How good that shower must have felt for Lizzie Deignan.
There are certain moments in professional cycling that have only been available to men. They also happen to be some of the same moments that pull most effectively on the cycling fan’s soul. The right hand turn onto the Roubaix velodrome, turning into the roar, is one. The Roubaix showers are another. Photos of faces plastered in dust and mud, of hands blistered; these are things we understand. No additional context required.

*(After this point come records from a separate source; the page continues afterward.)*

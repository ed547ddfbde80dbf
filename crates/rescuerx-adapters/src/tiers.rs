//! Investigation tiers.

use rescuerx_common::models::{TierEntry, TierMap, VerdictRecord};
use rescuerx_common::probe::{as_number, entries, field, first_truthy, items, text_of};
use rescuerx_common::text::safe_string;
use serde_json::{json, Value};

pub const TIER_PRIME: &str = "tier_1_prime_candidates";
pub const TIER_STRONG: &str = "tier_2_strong_candidates";
pub const TIER_MODERATE: &str = "tier_3_moderate_candidates";
pub const TIER_WEAK: &str = "tier_4_weak_candidates";

/// Tier key for a rescue score.
pub fn tier_for_score(score: f64) -> &'static str {
    if score >= 70.0 {
        TIER_PRIME
    } else if score >= 50.0 {
        TIER_STRONG
    } else if score >= 30.0 {
        TIER_MODERATE
    } else {
        TIER_WEAK
    }
}

fn tier_entry(raw: &Value) -> TierEntry {
    if !raw.is_object() {
        return TierEntry { drug_name: safe_string(raw), rescue_score: None, justification: String::new() };
    }
    TierEntry {
        drug_name: text_of(first_truthy(raw, &["drug_name", "name", "drug"])),
        rescue_score: field(raw, "rescue_score").and_then(as_number),
        justification: text_of(first_truthy(raw, &["justification", "rationale", "reason"])),
    }
}

fn tier_list(list: &[TierEntry]) -> Value {
    list.iter()
        .map(|e| json!({ "drugName": e.drug_name, "rescueScore": e.rescue_score, "justification": e.justification }))
        .collect()
}

/// Tiers as published in the summary's `candidates_by_tier`, in document order.
pub fn upstream_tiers(summary: Option<&Value>) -> TierMap {
    let Some(by_tier) = summary.and_then(|s| field(s, "candidates_by_tier")) else {
        return TierMap::new();
    };
    entries(Some(by_tier))
        .map(|(tier, list)| {
            let parsed: Vec<TierEntry> = items(Some(list)).into_iter().map(tier_entry).collect();
            (tier.clone(), tier_list(&parsed))
        })
        .collect()
}

/// Tiers derived from verdict scores, prime first; empty tiers are left out.
pub fn synthesize_tiers(verdicts: &[VerdictRecord]) -> TierMap {
    let mut tiers = TierMap::new();
    for tier in [TIER_PRIME, TIER_STRONG, TIER_MODERATE, TIER_WEAK] {
        let list: Vec<TierEntry> = verdicts
            .iter()
            .filter(|v| tier_for_score(v.score) == tier)
            .map(|v| TierEntry {
                drug_name: v.name.clone(),
                rescue_score: Some(v.score),
                justification: v.verdict_text.clone(),
            })
            .collect();
        if !list.is_empty() {
            tiers.insert(tier.to_string(), tier_list(&list));
        }
    }
    tiers
}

I was standing on the side of Hornaing when Deignan went by. We’d wanted to see the very first sector of the very first Roubaix Femmes. She had maybe 10 meters. Elisa Longo Borghini sat just behind, along with much of the SD Worx team. Two Drops-Le Col riders, punching well above their wildcard status, had their teeth set grimly. The peloton was already split into three large groups, ripped apart by crashes and corners on the opening laps around Denain.
We saw them again at Mons-en-Pévèle. Puddles from overnight rain were splashed onto otherwise relatively dry cobbles by each passing car so that by the time Deignan arrived her rear wheel had only a loose relationship with the ground.

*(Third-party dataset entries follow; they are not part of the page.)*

//! Topic labels for debate statements.

use serde::{Deserialize, Serialize};
use std::fmt;

#[derive(Debug, Clone, Copy, PartialEq, Eq, Serialize, Deserialize)]
pub enum Topic {
    WhyDropped,
    ClinicalData,
    OngoingTrials,
    Mechanism,
    Regulatory,
    BbbPenetration,
    Safety,
    KgSignal,
    FaersData,
    EfficacyGaps,
    Evidence,
}

impl Topic {
    pub fn label(self) -> &'static str {
        match self {
            Topic::WhyDropped => "Why Dropped",
            Topic::ClinicalData => "Clinical Data",
            Topic::OngoingTrials => "Ongoing Trials",
            Topic::Mechanism => "Mechanism",
            Topic::Regulatory => "Regulatory",
            Topic::BbbPenetration => "BBB Penetration",
            Topic::Safety => "Safety",
            Topic::KgSignal => "KG Signal",
            Topic::FaersData => "FAERS Data",
            Topic::EfficacyGaps => "Efficacy Gaps",
            Topic::Evidence => "Evidence",
        }
    }
}

impl fmt::Display for Topic {
    fn fmt(&self, f: &mut fmt::Formatter<'_>) -> fmt::Result {
        f.write_str(self.label())
    }
}

/// Keyword groups, checked in order; the first group with a substring hit
/// wins. Order matters: "trial terminated" is Why Dropped, not Ongoing Trials.
const TOPIC_RULES: &[(Topic, &[&str])] = &[
    (Topic::WhyDropped, &["terminated", "stopped", "business", "abandon"]),
    (Topic::ClinicalData, &["response rate", "pfs", "survival", "phase ii", "remission"]),
    (Topic::OngoingTrials, &["trial", "nct", "recruiting", "2024", "2025", "ongoing"]),
    (Topic::Mechanism, &["mechanism", "pathway", "vascular", "normalize", "target"]),
    (Topic::Regulatory, &["fda", "orphan", "fast track", "designation"]),
    (Topic::BbbPenetration, &["bbb", "brain", "p-gp", "efflux", "penetrat"]),
    (Topic::Safety, &["cardiac", "herg", "toxicity", "safety", "hemorrh"]),
    (Topic::KgSignal, &["kg", "percentile", "graph", "z-score"]),
    (Topic::FaersData, &["faers", "ror", "adverse", "risk signal"]),
    (Topic::EfficacyGaps, &["single-agent", "failed", "guessing", "small n", "underpowered"]),
    // neurotransmitter systems
    (Topic::Mechanism, &["anhedonia", "dopamine", "serotonin", "5-ht"]),
];

/// Classify a fragment by case-insensitive keyword match.
pub fn classify(text: &str) -> Topic {
    let t = text.to_lowercase();
    TOPIC_RULES
        .iter()
        .find(|(_, keywords)| keywords.iter().any(|k| t.contains(k)))
        .map(|(topic, _)| *topic)
        .unwrap_or(Topic::Evidence)
}

#[cfg(test)]
mod tests {
    use super::*;

    #[test]
    fn test_first_match_wins() {
        // Matches both Why Dropped and Ongoing Trials.
        assert_eq!(classify("The trial was terminated early"), Topic::WhyDropped);
        // Matches both Clinical Data and Ongoing Trials.
        assert_eq!(classify("Phase II trial showed 40% response rate"), Topic::ClinicalData);
    }

    #[test]
    fn test_each_group() {
        assert_eq!(classify("Recruiting in 2025"), Topic::OngoingTrials);
        assert_eq!(classify("Normalizes tumour vasculature"), Topic::Mechanism);
        assert_eq!(classify("Orphan designation granted"), Topic::Regulatory);
        assert_eq!(classify("Poor BBB crossing"), Topic::BbbPenetration);
        assert_eq!(classify("hERG liability"), Topic::Safety);
        assert_eq!(classify("Graph percentile 99"), Topic::KgSignal);
        assert_eq!(classify("Adverse event reports"), Topic::FaersData);
        assert_eq!(classify("Underpowered cohorts"), Topic::EfficacyGaps);
        assert_eq!(classify("Dopamine agonism"), Topic::Mechanism);
        assert_eq!(classify("Cheap and widely available"), Topic::Evidence);
    }

    #[test]
    fn test_labels() {
        assert_eq!(Topic::BbbPenetration.label(), "BBB Penetration");
        assert_eq!(Topic::FaersData.to_string(), "FAERS Data");
    }
}
//! Print one disease report as JSON.
//!
//! Usage: rescuerx-render <disease>
//!
//! `<disease>` is free text resolved against the manifest ("glio",
//! "breast cancer"); an exact staged id works even without a manifest.

use anyhow::Context;
use rescuerx_web::{config::RescueConfig, init_tracing, state::AppState};
use std::io::Write;
use tracing::{info, warn};

#[tokio::main]
async fn main() -> anyhow::Result<()> {
    let query = std::env::args().skip(1).collect::<Vec<_>>().join(" ");
    if query.trim().is_empty() {
        anyhow::bail!("usage: rescuerx-render <disease>");
    }

    let config = RescueConfig::load()?;
    init_tracing(&config.logging.filter);
    config.log_origin();
    let state = AppState::from_config(config)?;

    let disease_id = match state.context.resolve(&query).await {
        Ok(entry) => {
            info!(query = %query, disease_id = %entry.id, "resolved");
            entry.id
        }
        Err(e) => {
            warn!(query = %query, error = %e, "manifest lookup failed, using the query as the disease id");
            query.trim().to_string()
        }
    };

    let report = state
        .orchestrator
        .build_report(&disease_id)
        .await
        .with_context(|| format!("cannot build report for {disease_id:?}"))?;

    let mut out = std::io::stdout().lock();
    serde_json::to_writer_pretty(&mut out, &report)?;
    writeln!(out)?;
    Ok(())
}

The next groups had it worse. A TV motorcycle spun and flopped on a narrow stretch flanked by steep grass walls. Cars ground to a halt, half off the cobbles, covering the crown and leaving only a slick, off-camber shoulder available. Elisa Balsamo went spinning like a top, covering her new world champion’s kit in mud. Alison Jackson lost her rear wheel and slid down into the grass. A team car dropped its right front wheel into the ditch; its day was done.
SD Worx chased as much as you can chase when another sector interrupts rotation every few kilometers. Marianne Vos danced like she was born for it. Longo Borghini closed gap after gap on pure power.

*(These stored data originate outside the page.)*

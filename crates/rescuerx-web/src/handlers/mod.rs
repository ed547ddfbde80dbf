//! HTTP handlers for all API routes.

pub mod manifest;
pub mod report;
pub mod selection;
pub mod system;
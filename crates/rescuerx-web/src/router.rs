//! Axum router — maps all URL paths to handlers.

use axum::{
    Router,
    routing::get,
};
use tower_http::{
    services::ServeDir,
    cors::CorsLayer,
    trace::TraceLayer,
    compression::CompressionLayer,
};
use std::sync::Arc;
use crate::state::{AppState, SharedState};
use crate::handlers::{
    system::health,
    manifest::{manifest, resolve},
    report::disease_report,
    selection::{current_selection, select},
};

/// Build and return the full Axum router.
pub fn build_router(state: AppState) -> Router {
    let static_dir = ServeDir::new(&state.config.server.static_dir);
    let shared: SharedState = Arc::new(state);

    Router::new()
        .route("/api/health",                get(health))
        .route("/api/manifest",              get(manifest))
        .route("/api/resolve",               get(resolve))
        .route("/api/diseases/{id}/report",  get(disease_report))
        .route("/api/selection",             get(current_selection).post(select))

        // Presentation layer
        .fallback_service(static_dir)

        // Middleware
        .layer(CorsLayer::permissive())
        .layer(CompressionLayer::new())
        .layer(TraceLayer::new_for_http())
        .with_state(shared)
}
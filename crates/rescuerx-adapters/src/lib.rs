//! rescuerx-adapters — Schema adapters for upstream pipeline documents.
//!
//! Each module normalises one document family into the typed model in
//! `rescuerx_common::models`:
//! - `kg`          candidates.json → ranked candidate list
//! - `trials`      trial registry + embedded ongoing-trial lists → trial scan
//! - `faers`       faers_signals.json buckets → FAERS panel
//! - `evidence`    summary / literature / molecular → evidence wall
//! - `verdicts`    verdict_scores.json → verdict cards
//! - `ammunition`  argument fragments for the debate, from every document
//! - `tiers`       investigation tier map
//!
//! Adapters take `Option<&Value>` and never fail.

pub mod ammunition;
pub mod evidence;
pub mod faers;
pub mod kg;
pub mod tiers;
pub mod trials;
pub mod verdicts;

pub use ammunition::{collect_ammunition, AmmunitionPools};
pub use evidence::build_evidence;
pub use faers::build_faers;
pub use kg::build_kg_list;
pub use tiers::{synthesize_tiers, upstream_tiers};
pub use trials::build_trials;
pub use verdicts::build_verdicts;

They made the right hand turn into the velodrome, into the roar of the crowd, and collapsed on the lush green infield.
Paris-Roubaix creates icons. It builds idols, sometimes out of nothing, sometimes chiseled from the already great, always stone by stone. Sector by sector. Slide by slide, attack by attack, crash by crash. In sport, the greatest heights are always reached following the lowest, most difficult lows. This is the lasting power of Roubaix, a race where there are no easy wins. There aren’t even any easy finishes. And it’s why this weekend was as important a moment for bike racing as any in our lifetimes.
“Maybe it had to be like this,” Vos said afterward. The first edition had to be in the rain and mud. It had to be won with a spectacular, long breakaway. Roubaix was the canvas upon which the peloton would paint history, and it could be no other way.